A diamond in the rough

St. Veronus Cafe and Tap Room delivers an authentic Belgiam “brown café” experience

Co-owner Shannon Mak behind the bar at St. Veronus Cafe. Photo courtesy of St. Veronus Cafe and tap Room

Over the years of driving up the 115 and passing through the windswept and arcane streets of Peterborough, Ontario, a single restaurant tucked away on Hunter Street always beckoned me toward its dark, wood-paneled walls: St. Veronus Cafe and Tap Room.

The moment you step past the pub’s 1890s brick facade, the Belgian beer tin tackers, golden light flooding in through large windows, and luxurious velvet banquettes take your breath away. Like its progenitors in Antwerp and Brussels, St. Veronus is a brown café; the Flemish answer to the English Pub. I argue it’s the closest you’ll get to the real thing anywhere in Canada.

Roland Hosier, co-owner of St. Veronus, beheads a glass of Vedett beer. Photo courtesy of St. Veronus Cafe and Tap Room

“I had lived in Belgium briefly when I was a child,” explains Roland Hosier, who, with his wife and business partner Shannon Mak, has owned and operated St. Veronus since 2002. “I loved the quality and variety and how integrated beer was to the culture,” he says. Hosier points to trips to Café Mort Subite and À la Bécasse in Brussels as formative. More than anything else, he says that it was drinking De Koninck, a lively Belgian Pale Ale, as a 19-year old in Antwerp that kickstarted his passion for Belgian beer.

St Veronus sports 12 taps, ranging from world class Trappist Ales like Chimay Red to the spicier but no less influential pale behemoth, La Chouffe. Dozens of bottle conditioned beers line the fridges behind the spartan bar. Orval, Westmalle, Duvel, St. Bernardus—everything and anything under the Flemish sun. Whenever I sit down for lunch at St. Veronus, my beer—usually a bottle of Orval—always comes served in a branded Orval goblet atop a matching coaster. If anything else, it’s the simple, elegant pleasures that draw me, and flocks of regulars, here.

his St Veronus Belgian Cheese and Charcuterie Board is one of the many Cuisine à la Bière dishes on the menu. Photo courtesy of St. Veronus Cafe and Tap Room

But, in a town where Bud and Molson still reign supreme, it’s nothing short of weird and wonderful that St. Veronus not only continues to survive, but thrive. “When I was planning this in 2001 a lot of people said it was crazy,” Hosier recalls. The competition was selling the regional and larger macro beer while, as Hosier puts it, “I was going to sell the most expensive beer that no one ever heard of.” And yet, St. Veronus was busy from the day it opened. “Peterborough has a cultural life that punches above its weight,” Hosier says. Judging by the constant mill of regulars, he’s not wrong.

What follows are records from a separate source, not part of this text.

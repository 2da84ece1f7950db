use anyhow::Result;
use serde::{Deserialize, Serialize};
use sqlx::Row;
use uuid::Uuid;

use super::Database;
use crate::errors::BatchError;
use crate::models::{
    BatchDocument, BatchDocumentStatus, BatchJob, BatchJobStatus, CreateBatchDocument,
    CreateBatchJob,
};

const BATCH_JOB_COLUMNS: &str = "id, user_id, name, description, analysis_type, ai_provider, \
     ai_model, template_id, status, total_documents, processed_documents, failed_documents, \
     total_credits_estimated, total_credits_used, error_message, metadata, created_at, \
     started_at, completed_at";

const BATCH_DOCUMENT_COLUMNS: &str = "id, batch_job_id, document_analysis_id, original_file_name, \
     file_size, mime_type, status, credits_used, error_message, sort_order, metadata, \
     created_at, updated_at";

#[derive(Debug, Clone, Serialize, Deserialize)]
pub struct BatchStatistics {
    pub total_batches: i64,
    pub pending: i64,
    pub processing: i64,
    pub completed: i64,
    pub completed_with_errors: i64,
    pub failed: i64,
    pub cancelled: i64,
    pub total_credits_used: i64,
}

impl Database {
    pub async fn create_batch_job(&self, user_id: Uuid, batch: CreateBatchJob) -> Result<BatchJob> {
        let job = sqlx::query_as::<_, BatchJob>(&format!(
            r#"
            INSERT INTO batch_jobs (
                user_id, name, description, analysis_type, ai_provider, ai_model,
                template_id, total_documents, total_credits_estimated
            )
            VALUES ($1, $2, $3, $4, $5, $6, $7, $8, $9)
            RETURNING {BATCH_JOB_COLUMNS}
            "#
        ))
        .bind(user_id)
        .bind(&batch.name)
        .bind(&batch.description)
        .bind(&batch.analysis_type)
        .bind(&batch.ai_provider)
        .bind(&batch.ai_model)
        .bind(batch.template_id)
        .bind(batch.total_documents)
        .bind(batch.total_credits_estimated)
        .fetch_one(&self.pool)
        .await?;

        Ok(job)
    }

    pub async fn get_batch_job(&self, id: Uuid) -> Result<Option<BatchJob>> {
        let job = sqlx::query_as::<_, BatchJob>(&format!(
            r#"SELECT {BATCH_JOB_COLUMNS} FROM batch_jobs WHERE id = $1"#
        ))
        .bind(id)
        .fetch_optional(&self.pool)
        .await?;

        Ok(job)
    }

    pub async fn get_batch_job_for_user(
        &self,
        id: Uuid,
        user_id: Uuid,
    ) -> Result<Option<BatchJob>> {
        let job = sqlx::query_as::<_, BatchJob>(&format!(
            r#"SELECT {BATCH_JOB_COLUMNS} FROM batch_jobs WHERE id = $1 AND user_id = $2"#
        ))
        .bind(id)
        .bind(user_id)
        .fetch_optional(&self.pool)
        .await?;

        Ok(job)
    }

    pub async fn get_batch_jobs(&self, user_id: Uuid, limit: i64) -> Result<Vec<BatchJob>> {
        let jobs = sqlx::query_as::<_, BatchJob>(&format!(
            r#"
            SELECT {BATCH_JOB_COLUMNS}
            FROM batch_jobs
            WHERE user_id = $1
            ORDER BY created_at DESC
            LIMIT $2
            "#
        ))
        .bind(user_id)
        .bind(limit)
        .fetch_all(&self.pool)
        .await?;

        Ok(jobs)
    }

    pub async fn get_all_batch_jobs(&self, limit: i64, offset: i64) -> Result<Vec<BatchJob>> {
        let jobs = sqlx::query_as::<_, BatchJob>(&format!(
            r#"
            SELECT {BATCH_JOB_COLUMNS}
            FROM batch_jobs
            ORDER BY created_at DESC
            LIMIT $1 OFFSET $2
            "#
        ))
        .bind(limit)
        .bind(offset)
        .fetch_all(&self.pool)
        .await?;

        Ok(jobs)
    }

    /// Status transition. `started_at` is stamped on the first move to
    /// `processing`; `completed_at` on any terminal status.
    pub async fn update_batch_job_status(
        &self,
        id: Uuid,
        status: BatchJobStatus,
        error_message: Option<&str>,
    ) -> Result<()> {
        sqlx::query(
            r#"
            UPDATE batch_jobs
            SET status = $2,
                error_message = $3,
                started_at = CASE WHEN $2 = 'processing' THEN COALESCE(started_at, NOW())
                                  ELSE started_at END,
                completed_at = CASE WHEN $2 IN ('completed', 'completed_with_errors', 'failed', 'cancelled')
                                    THEN NOW()
                                    ELSE NULL END
            WHERE id = $1
            "#,
        )
        .bind(id)
        .bind(status.to_string())
        .bind(error_message)
        .execute(&self.pool)
        .await?;

        Ok(())
    }

    /// Fold one chunk's outcomes into the aggregate. Counters only grow
    /// while a batch is processing, so the write is a plain overwrite.
    pub async fn update_batch_job_progress(
        &self,
        id: Uuid,
        processed_documents: i32,
        failed_documents: i32,
        total_credits_used: i32,
        progress_percentage: i32,
    ) -> Result<()> {
        sqlx::query(
            r#"
            UPDATE batch_jobs
            SET processed_documents = $2,
                failed_documents = $3,
                total_credits_used = $4,
                metadata = metadata || jsonb_build_object('progressPercentage', $5::int)
            WHERE id = $1
            "#,
        )
        .bind(id)
        .bind(processed_documents)
        .bind(failed_documents)
        .bind(total_credits_used)
        .bind(progress_percentage)
        .execute(&self.pool)
        .await?;

        Ok(())
    }

    /// Cancel a batch that has not started; its pending documents become
    /// `skipped`. The conditional update is the whole race-protection: once
    /// the worker flips the batch to `processing` this affects zero rows.
    pub async fn cancel_batch_job(&self, id: Uuid) -> Result<BatchJob> {
        let cancelled = sqlx::query_as::<_, BatchJob>(&format!(
            r#"
            UPDATE batch_jobs
            SET status = 'cancelled',
                completed_at = NOW()
            WHERE id = $1
              AND status = 'pending'
            RETURNING {BATCH_JOB_COLUMNS}
            "#
        ))
        .bind(id)
        .fetch_optional(&self.pool)
        .await?;

        match cancelled {
            Some(job) => {
                sqlx::query(
                    r#"
                    UPDATE batch_documents
                    SET status = 'skipped',
                        updated_at = NOW()
                    WHERE batch_job_id = $1
                      AND status = 'pending'
                    "#,
                )
                .bind(id)
                .execute(&self.pool)
                .await?;

                Ok(job)
            }
            None => {
                let job = self
                    .get_batch_job(id)
                    .await?
                    .ok_or(BatchError::BatchNotFound(id))?;
                Err(BatchError::BatchNotCancellable {
                    id,
                    status: job.status.to_string(),
                }
                .into())
            }
        }
    }

    pub async fn delete_batch_job(&self, id: Uuid) -> Result<bool> {
        let result = sqlx::query(r#"DELETE FROM batch_jobs WHERE id = $1"#)
            .bind(id)
            .execute(&self.pool)
            .await?;

        Ok(result.rows_affected() > 0)
    }

    /// Aggregate counts by status, per user or global.
    pub async fn get_batch_statistics(&self, user_id: Option<Uuid>) -> Result<BatchStatistics> {
        let row = sqlx::query(
            r#"
            SELECT
                COUNT(*) AS total_batches,
                COUNT(*) FILTER (WHERE status = 'pending') AS pending,
                COUNT(*) FILTER (WHERE status = 'processing') AS processing,
                COUNT(*) FILTER (WHERE status = 'completed') AS completed,
                COUNT(*) FILTER (WHERE status = 'completed_with_errors') AS completed_with_errors,
                COUNT(*) FILTER (WHERE status = 'failed') AS failed,
                COUNT(*) FILTER (WHERE status = 'cancelled') AS cancelled,
                COALESCE(SUM(total_credits_used), 0)::bigint AS total_credits_used
            FROM batch_jobs
            WHERE $1::uuid IS NULL OR user_id = $1
            "#,
        )
        .bind(user_id)
        .fetch_one(&self.pool)
        .await?;

        Ok(BatchStatistics {
            total_batches: row.get::<Option<i64>, _>("total_batches").unwrap_or(0),
            pending: row.get::<Option<i64>, _>("pending").unwrap_or(0),
            processing: row.get::<Option<i64>, _>("processing").unwrap_or(0),
            completed: row.get::<Option<i64>, _>("completed").unwrap_or(0),
            completed_with_errors: row
                .get::<Option<i64>, _>("completed_with_errors")
                .unwrap_or(0),
            failed: row.get::<Option<i64>, _>("failed").unwrap_or(0),
            cancelled: row.get::<Option<i64>, _>("cancelled").unwrap_or(0),
            total_credits_used: row.get::<Option<i64>, _>("total_credits_used").unwrap_or(0),
        })
    }

    pub async fn create_batch_document(
        &self,
        document: CreateBatchDocument,
    ) -> Result<BatchDocument> {
        let metadata = serde_json::to_value(&document.metadata)?;

        let doc = sqlx::query_as::<_, BatchDocument>(&format!(
            r#"
            INSERT INTO batch_documents (
                batch_job_id, original_file_name, file_size, mime_type, sort_order, metadata
            )
            VALUES ($1, $2, $3, $4, $5, $6)
            RETURNING {BATCH_DOCUMENT_COLUMNS}
            "#
        ))
        .bind(document.batch_job_id)
        .bind(&document.original_file_name)
        .bind(document.file_size)
        .bind(&document.mime_type)
        .bind(document.sort_order)
        .bind(metadata)
        .fetch_one(&self.pool)
        .await?;

        Ok(doc)
    }

    /// Documents of one batch in submission order, which is also the order
    /// the worker partitions them into chunks.
    pub async fn get_batch_documents(&self, batch_job_id: Uuid) -> Result<Vec<BatchDocument>> {
        let docs = sqlx::query_as::<_, BatchDocument>(&format!(
            r#"
            SELECT {BATCH_DOCUMENT_COLUMNS}
            FROM batch_documents
            WHERE batch_job_id = $1
            ORDER BY sort_order ASC
            "#
        ))
        .bind(batch_job_id)
        .fetch_all(&self.pool)
        .await?;

        Ok(docs)
    }

    pub async fn update_batch_document_status(
        &self,
        id: Uuid,
        status: BatchDocumentStatus,
        error_message: Option<&str>,
    ) -> Result<()> {
        sqlx::query(
            r#"
            UPDATE batch_documents
            SET status = $2,
                error_message = $3,
                updated_at = NOW()
            WHERE id = $1
            "#,
        )
        .bind(id)
        .bind(status.to_string())
        .bind(error_message)
        .execute(&self.pool)
        .await?;

        Ok(())
    }

    /// Completion is a single write: the analysis link, the credits, and the
    /// terminal status land together, so `document_analysis_id` is never
    /// observable on a non-completed document.
    pub async fn complete_batch_document(
        &self,
        id: Uuid,
        document_analysis_id: Uuid,
        credits_used: i32,
    ) -> Result<()> {
        sqlx::query(
            r#"
            UPDATE batch_documents
            SET status = 'completed',
                document_analysis_id = $2,
                credits_used = $3,
                error_message = NULL,
                updated_at = NOW()
            WHERE id = $1
            "#,
        )
        .bind(id)
        .bind(document_analysis_id)
        .bind(credits_used)
        .execute(&self.pool)
        .await?;

        Ok(())
    }

    /// Retry support: failed documents go back to `pending`, completed ones
    /// are left alone.
    pub async fn reset_failed_batch_documents(&self, batch_job_id: Uuid) -> Result<i64> {
        let result = sqlx::query(
            r#"
            UPDATE batch_documents
            SET status = 'pending',
                error_message = NULL,
                updated_at = NOW()
            WHERE batch_job_id = $1
              AND status = 'failed'
            "#,
        )
        .bind(batch_job_id)
        .execute(&self.pool)
        .await?;

        Ok(result.rows_affected() as i64)
    }
}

The other reason for its success at the time might surprise you. Ironically, with the launch of Stella Artois, Hoegarden, and Leffe around the same period, big beer helped define the story of Belgian beer in the Canadian market and, in turn, helped Hosier reach thirsty, knowledgeable customers who would’ve otherwise moved on to the next macro-heavy pub instead of ordering something as foreign as Delirium Tremens.

After twenty plus years of business, Hosier and Mak maintain their razor sharp focus. Where beer bars in bigger cities like Toronto, Hamilton, or Ottawa have waved the white flag and pivoted to natural wine and cocktails, Hosier’s doubled down with a food menu that’s classic cuisine à la bière (aka food made with and for beer). “Beer can fulfill what wine cannot,” describes Hosier. “Partially because of the effervescent nature of beer [but also because] the mouthfeel of a lot of beer is just a better match for these dishes,” he says.

We recommend Table 1, a bright yet cozy spot by the window with a velvet banquette. Photo courtesy of St. Veronus Cafe and Tap Room

And the proof is in the pudding, or, in this case, Seafood Waterzooi; an OG dish made with mussels, shrimp, scallops, cod, and salmon with potato, carrot, and onion in Averbode Ale and saffron cream broth. It highlights an eye-popping menu with other brasserie classics like Moules Frites, Schnitzel, and Carbonnade Flamande.

In my opinion, there’s nothing that matches the complementary dream that is Rodenbach Classic with their Flemish Pork Meatballs, which are slow-cooked in the same beer with an apple demi-glace and served with a side of divine Belgian frites. Cover your eyes, pick a beer and dish off the menu, and you’re basically guaranteed a pairing that’ll make you rethink all the cooked-from-frozen burgers and sickly sweet Hazy IPA you’ve polished off at your local brewery taproom.

Ultimately, for Hosier, despite Belgian beer’s steep decline in Ontario, St. Veronus continues to pave its own way for one specific reason: “We’ve been able to play a part in people’s lives. We’ve had weddings and funerals here. It’s part of the community and I’m most proud of that.”